Diffraction of waves

Imagine that some (blue) waves were washing against a (red) barrier. If a bit of the wave went through a hole in the barrier it would be like a spike of water in an otherwise calm place. That would not be stable, the spike would collapse. It collapses outwards in a semi-circle.

Diagram explaining that a spike of water could not be stable when a wave meets a narrow gap in a barrier.
This does not happen to waves

Labelled diagram showing that the waves diffract in a semi circular pattern through a narrow gap
Diffraction of waves through a narrow gap

For the spreading (diffraction) to be semicircular the gap has to be a similar size to the wavelength.

Arial shot of water waves diffracting through a gap
Water waves diffract through a gap


It is not just water waves that do this but all waves. That is why we can hear sound around the corner of a building or a doorway or over the top of a wall.

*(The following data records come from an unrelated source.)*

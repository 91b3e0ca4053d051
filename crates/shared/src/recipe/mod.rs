use std::collections::{BTreeMap, BTreeSet};
use std::ops::AddAssign;

use serde::{Deserialize, Serialize};
use strum::VariantArray;
use validator::Validate;

use crate::household::MealType;
use crate::{Error, malformed};

/// Per-serving nutrition values.
///
/// The four core macros are always present. Anything else the recipe source
/// knows about (fiber, sodium, vitamins...) travels in `extended`.
#[derive(Serialize, Deserialize, Clone, Debug, Default, PartialEq)]
pub struct Nutrition {
    pub calories: f64,
    pub protein: f64,
    pub carbs: f64,
    pub fat: f64,
    #[serde(default, flatten)]
    pub extended: BTreeMap<String, f64>,
}

impl Nutrition {
    pub fn scaled(&self, factor: f64) -> Self {
        Self {
            calories: self.calories * factor,
            protein: self.protein * factor,
            carbs: self.carbs * factor,
            fat: self.fat * factor,
            extended: self
                .extended
                .iter()
                .map(|(k, v)| (k.to_owned(), v * factor))
                .collect(),
        }
    }

    /// Compares every field within `tolerance`. A nutrient missing on one
    /// side counts as zero.
    pub fn approx_eq(&self, other: &Nutrition, tolerance: f64) -> bool {
        let close = |a: f64, b: f64| (a - b).abs() <= tolerance;

        let keys: BTreeSet<&String> = self.extended.keys().chain(other.extended.keys()).collect();

        close(self.calories, other.calories)
            && close(self.protein, other.protein)
            && close(self.carbs, other.carbs)
            && close(self.fat, other.fat)
            && keys.into_iter().all(|k| {
                close(
                    self.extended.get(k).copied().unwrap_or_default(),
                    other.extended.get(k).copied().unwrap_or_default(),
                )
            })
    }
}

impl AddAssign<&Nutrition> for Nutrition {
    fn add_assign(&mut self, rhs: &Nutrition) {
        self.calories += rhs.calories;
        self.protein += rhs.protein;
        self.carbs += rhs.carbs;
        self.fat += rhs.fat;

        for (name, value) in rhs.extended.iter() {
            *self.extended.entry(name.to_owned()).or_insert(0.0) += value;
        }
    }
}

#[derive(Serialize, Deserialize, Clone, Debug, Default, PartialEq)]
pub struct Ingredient {
    #[serde(default, alias = "name")]
    pub item: String,
    #[serde(default)]
    pub quantity: Option<f64>,
    #[serde(default)]
    pub unit: Option<String>,
    #[serde(default)]
    pub category: Option<String>,
}

impl Ingredient {
    pub fn new(item: impl Into<String>, quantity: impl Into<Option<f64>>) -> Self {
        Self {
            item: item.into(),
            quantity: quantity.into(),
            ..Default::default()
        }
    }

    pub fn unit(mut self, unit: impl Into<String>) -> Self {
        self.unit = Some(unit.into());
        self
    }

    pub fn category(mut self, category: impl Into<String>) -> Self {
        self.category = Some(category.into());
        self
    }
}

#[derive(Serialize, Clone, Debug, Default, PartialEq)]
pub struct Recipe {
    pub id: String,
    pub name: String,
    pub servings: f64,
    pub prep_time_minutes: u32,
    pub cook_time_minutes: u32,
    pub nutrition: Nutrition,
    pub tags: BTreeSet<String>,
    pub ingredients: Vec<Ingredient>,
    pub reheats_well: bool,
    pub stores_days: u8,
    pub packs_well_as_lunch: bool,
}

impl Recipe {
    pub fn calories(&self) -> f64 {
        self.nutrition.calories
    }

    pub fn is_tagged_for(&self, meal_type: MealType) -> bool {
        self.tags.contains(meal_type.as_ref())
    }

    /// A recipe with no meal-type tag can stand in for any slot.
    pub fn is_generic(&self) -> bool {
        !MealType::VARIANTS.iter().any(|m| self.is_tagged_for(*m))
    }
}

/// Loosely-typed recipe as it comes out of a JSON recipe store.
///
/// Nutrition is accepted either as flat `*_per_serving` fields or inside a
/// `nutrition_per_serving` object; null nutrient values are dropped.
#[derive(Deserialize, Validate, Clone, Debug, Default)]
pub struct RecipeRecord {
    #[validate(
        required(message = "id is required"),
        length(min = 1, message = "id must not be empty")
    )]
    pub id: Option<String>,

    #[validate(
        required(message = "name is required"),
        length(min = 1, message = "name must not be empty")
    )]
    pub name: Option<String>,

    #[serde(alias = "base_servings")]
    #[validate(
        required(message = "servings is required"),
        range(exclusive_min = 0.0, message = "servings must be positive")
    )]
    pub servings: Option<f64>,

    #[serde(default)]
    pub prep_time_minutes: u32,
    #[serde(default)]
    pub cook_time_minutes: u32,

    pub calories_per_serving: Option<f64>,
    pub protein_per_serving: Option<f64>,
    pub carbs_per_serving: Option<f64>,
    pub fat_per_serving: Option<f64>,
    #[serde(default)]
    pub nutrition_per_serving: BTreeMap<String, Option<f64>>,

    #[serde(default)]
    pub tags: Vec<String>,

    #[validate(required(message = "ingredients are required"))]
    pub ingredients: Option<Vec<Ingredient>>,

    #[serde(default)]
    pub reheats_well: bool,
    #[serde(default)]
    pub stores_days: u8,
    #[serde(default)]
    pub packs_well_as_lunch: bool,
}

impl TryFrom<RecipeRecord> for Recipe {
    type Error = Error;

    fn try_from(record: RecipeRecord) -> Result<Self, Self::Error> {
        let label = record
            .id
            .as_deref()
            .map(str::trim)
            .filter(|id| !id.is_empty())
            .unwrap_or("<unknown>")
            .to_owned();

        if let Err(errors) = record.validate() {
            malformed!(label, "{errors}");
        }

        let id = record.id.unwrap_or_default().trim().to_owned();
        let name = record.name.unwrap_or_default().trim().to_owned();
        let servings = record.servings.unwrap_or_default();

        if id.is_empty() {
            malformed!(label, "id must not be blank");
        }

        if name.is_empty() {
            malformed!(label, "name must not be blank");
        }

        if !servings.is_finite() {
            malformed!(label, "servings must be a finite number");
        }

        let ingredients = record.ingredients.unwrap_or_default();
        for ingredient in ingredients.iter() {
            if let Some(quantity) = ingredient.quantity
                && (!quantity.is_finite() || quantity < 0.0)
            {
                malformed!(
                    label,
                    "ingredient '{}' has invalid quantity {}",
                    ingredient.item,
                    quantity
                );
            }
        }

        let mut extended: BTreeMap<String, f64> = record
            .nutrition_per_serving
            .into_iter()
            .filter_map(|(name, value)| value.map(|v| (name, v)))
            .collect();

        let mut core = |flat: Option<f64>, key: &str| {
            let nested = extended.remove(key);
            flat.or(nested).unwrap_or_default()
        };

        let calories = core(record.calories_per_serving, "calories");
        let protein = core(record.protein_per_serving, "protein");
        let carbs = core(record.carbs_per_serving, "carbs");
        let fat = core(record.fat_per_serving, "fat");

        Ok(Recipe {
            id,
            name,
            servings,
            prep_time_minutes: record.prep_time_minutes,
            cook_time_minutes: record.cook_time_minutes,
            nutrition: Nutrition {
                calories,
                protein,
                carbs,
                fat,
                extended,
            },
            tags: record
                .tags
                .iter()
                .map(|t| t.trim().to_lowercase())
                .filter(|t| !t.is_empty())
                .collect(),
            ingredients,
            reheats_well: record.reheats_well,
            stores_days: record.stores_days,
            packs_well_as_lunch: record.packs_well_as_lunch,
        })
    }
}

A lady shouts and the sound waves spread out to reach a man because Sound waves diffract around a corner
Sound waves diffract around a corner

Some of the energy of the sound waves diffracts around the top of the wall. However the shorter the waves the less they diffract. The lady can be heard from over the wall (by the way, the man thoroughly deserves to be shouted at) but she cannot be seen. That is because the waves of light are very short and the amount they diffract around the wall cannot be seen.

Light will diffract noticeably through very small gaps, this can be seen in Young's slits experiment or you can try yourself with a tiny pin hole in a sheet of aluminium foil.

Some light will reach the eye even when the hole, the eye and the lamp are not in line. That is diffraction.
A simple demonstration of the diffraction of light.